By Roger McKinney
rmckinney@joplinglobe.com
GALENA, Kan. — The cougar vs. house cat debate has been resolved.
It was a common house cat that was captured on a surveillance video at Allied Waste Services at 2:32 a.m. Saturday, July 5, according to Matt Peek, fur-bearer biologist with the Kansas Department of Wildlife and Parks. The business is on old Route 66, east of Galena.
“The cat is out of the bag,” said Galena police Chief Larry Delmont, who sought the agency’s help in identifying the cat. Delmont had provided Peek with the video.
Peek and two others from the department traveled to Galena last Thursday with a digital camera and a 15-inch-tall by 64-inch-long piece of cardboard to conduct their own experiment.

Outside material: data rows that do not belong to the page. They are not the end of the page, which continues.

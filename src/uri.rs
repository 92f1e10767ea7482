/// URI and IRI validation (RFC 3986 / RFC 3987).
///
/// A URI needs a valid scheme before the first colon and a remainder free of
/// control characters and unescaped spaces; the hierarchical productions are
/// not recursively validated beyond character legality. A URI-Reference also
/// accepts scheme-less relative references, the empty string included. The
/// IRI forms relax ASCII-only to any code point outside the C0/C1 controls.
use crate::character_sets::{is_iri_char, is_scheme_byte, is_uri_byte};

/// Check if a string is a valid URI: `scheme:` plus a legal-character
/// remainder.
pub fn is_uri(input: &str) -> bool {
    let bytes = input.as_bytes();
    let Some(colon) = memchr::memchr(b':', bytes) else {
        return false;
    };
    is_scheme(&bytes[..colon]) && bytes[colon + 1..].iter().all(|&b| is_uri_byte(b))
}

/// Check if a string is a valid URI-Reference: a URI or a relative reference
/// with no scheme. The empty string is a valid reference.
pub fn is_uri_reference(input: &str) -> bool {
    // every URI is also graphic-ASCII, so one pass covers both branches
    input.bytes().all(is_uri_byte)
}

/// Check if a string is a valid IRI: URI grammar with non-ASCII code points
/// admitted outside the C0/C1 control ranges.
pub fn is_iri(input: &str) -> bool {
    let bytes = input.as_bytes();
    let Some(colon) = memchr::memchr(b':', bytes) else {
        return false;
    };
    is_scheme(&bytes[..colon]) && input[colon + 1..].chars().all(is_iri_char)
}

/// Check if a string is a valid IRI-Reference.
pub fn is_iri_reference(input: &str) -> bool {
    input.chars().all(is_iri_char)
}

/// `ALPHA *( ALPHA / DIGIT / "+" / "-" / "." )`
fn is_scheme(scheme: &[u8]) -> bool {
    let Some((&first, rest)) = scheme.split_first() else {
        return false;
    };
    first.is_ascii_alphabetic() && rest.iter().all(|&b| is_scheme_byte(b))
}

The cardboard was placed in the spot where the cat is seen on the surveillance video and was photographed.
“The length was meant to represent an approximate length of a small adult or subadult mountain lion, but the lion would be 1.5 or two times as tall as the cardboard,” Peek wrote in his report. “The animal in the surveillance footage is nowhere near that.”
He wrote that based on comparisons of the surveillance footage and the experiment photos, the animal in the video is just over 20 inches long, consistent with a house cat.

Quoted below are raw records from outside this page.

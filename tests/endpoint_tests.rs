#![allow(clippy::unwrap_used, clippy::panic)]

/// Endpoint parser integration tests: form disambiguation, sub-view
/// semantics, and the construct-then-reparse round trip.
use netgram::{Endpoint, ParseError, parse_endpoint, parse_port};

#[test]
fn test_disambiguation() {
    let ep = parse_endpoint("[::1]:80").unwrap();
    assert_eq!(ep, Endpoint { host: "::1", port: 80 });

    let ep = parse_endpoint("192.168.1.1:8080").unwrap();
    assert_eq!(
        ep,
        Endpoint {
            host: "192.168.1.1",
            port: 8080
        }
    );

    let ep = parse_endpoint("example.com:443").unwrap();
    assert_eq!(ep.host, "example.com");
    assert_eq!(ep.port, 443);

    // two unbracketed colons are ambiguous
    assert_eq!(parse_endpoint("host:80:443"), Err(ParseError::InvalidEndpoint));
    // a bare IPv6 address needs brackets to carry a port
    assert_eq!(parse_endpoint("::1:80"), Err(ParseError::InvalidEndpoint));
}

#[test]
fn test_host_is_subview_of_input() {
    let input = String::from("[fe80::1%eth0]:8080");
    let ep = parse_endpoint(&input).unwrap();
    assert_eq!(ep.host, "fe80::1%eth0");
    assert_eq!(ep.port, 8080);

    // the host borrows from the input buffer, brackets stripped
    let host_ptr = ep.host.as_ptr() as usize;
    let input_ptr = input.as_ptr() as usize;
    assert_eq!(host_ptr, input_ptr + 1);
}

#[test]
fn test_round_trip() {
    // hostname and IPv4 hosts: host:port
    for (host, port) in [("example.com", 443u16), ("localhost", 0), ("10.0.0.1", 65535)] {
        let text = format!("{host}:{port}");
        let ep = parse_endpoint(&text).unwrap();
        assert_eq!(ep.host, host);
        assert_eq!(ep.port, port);
    }

    // IPv6 hosts: [host]:port
    for (host, port) in [("::1", 80u16), ("2001:db8::1", 8443), ("fe80::1%lo0", 22)] {
        let text = format!("[{host}]:{port}");
        let ep = parse_endpoint(&text).unwrap();
        assert_eq!(ep.host, host);
        assert_eq!(ep.port, port);
    }
}

#[test]
fn test_port_bounds() {
    assert_eq!(parse_port("0"), Some(0));
    assert_eq!(parse_port("65535"), Some(65535));
    assert_eq!(parse_port("65536"), None);
    assert_eq!(parse_port("99999999999999999999"), None);

    assert_eq!(parse_endpoint("example.com:0").unwrap().port, 0);
    assert_eq!(
        parse_endpoint("example.com:65536"),
        Err(ParseError::InvalidPort)
    );
}

#[test]
fn test_failure_taxonomy() {
    // lexical: illegal character in the committed grammar
    assert_eq!(parse_endpoint("exa_mple.com:80"), Err(ParseError::InvalidHost));
    // structural: missing separator or bracket
    assert_eq!(parse_endpoint("example.com"), Err(ParseError::InvalidEndpoint));
    assert_eq!(parse_endpoint("[::1:80"), Err(ParseError::InvalidEndpoint));
    // range: numeric field out of bounds, committed IPv4 included
    assert_eq!(parse_endpoint("300.1.1.1:80"), Err(ParseError::InvalidIpv4));
    assert_eq!(parse_endpoint("example.com:70000"), Err(ParseError::InvalidPort));
}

Peek wrote that mountain lions have proportionally smaller heads than house cats, and mountain lions have proportionally longer tails than house cats.
And the large paw prints found at the scene? Peek wrote that he viewed photos of the prints and saw others while in Galena, and he identified them as dog tracks.
Reached by phone, Peek said he would have been surprised to find a cougar or mountain lion in the Galena area, because it is not part of their habitat. He said though almost every community has a legend about a black panther or cougar, it’s always someone else who had seen it.
He said the only feline found in the wild around the region is the bobcat.
Peek said he doesn’t expect his findings to settle the debate for everyone.
“I know there will be people who question anything the state does,” he said. “I think the results are pretty conclusive.”
‘Paws’ for reflection
Galena police Chief Larry Delmont said he is satisfied with the report. He said he would have been concerned about public safety if officials had determined that the animal was a cougar or other big cat.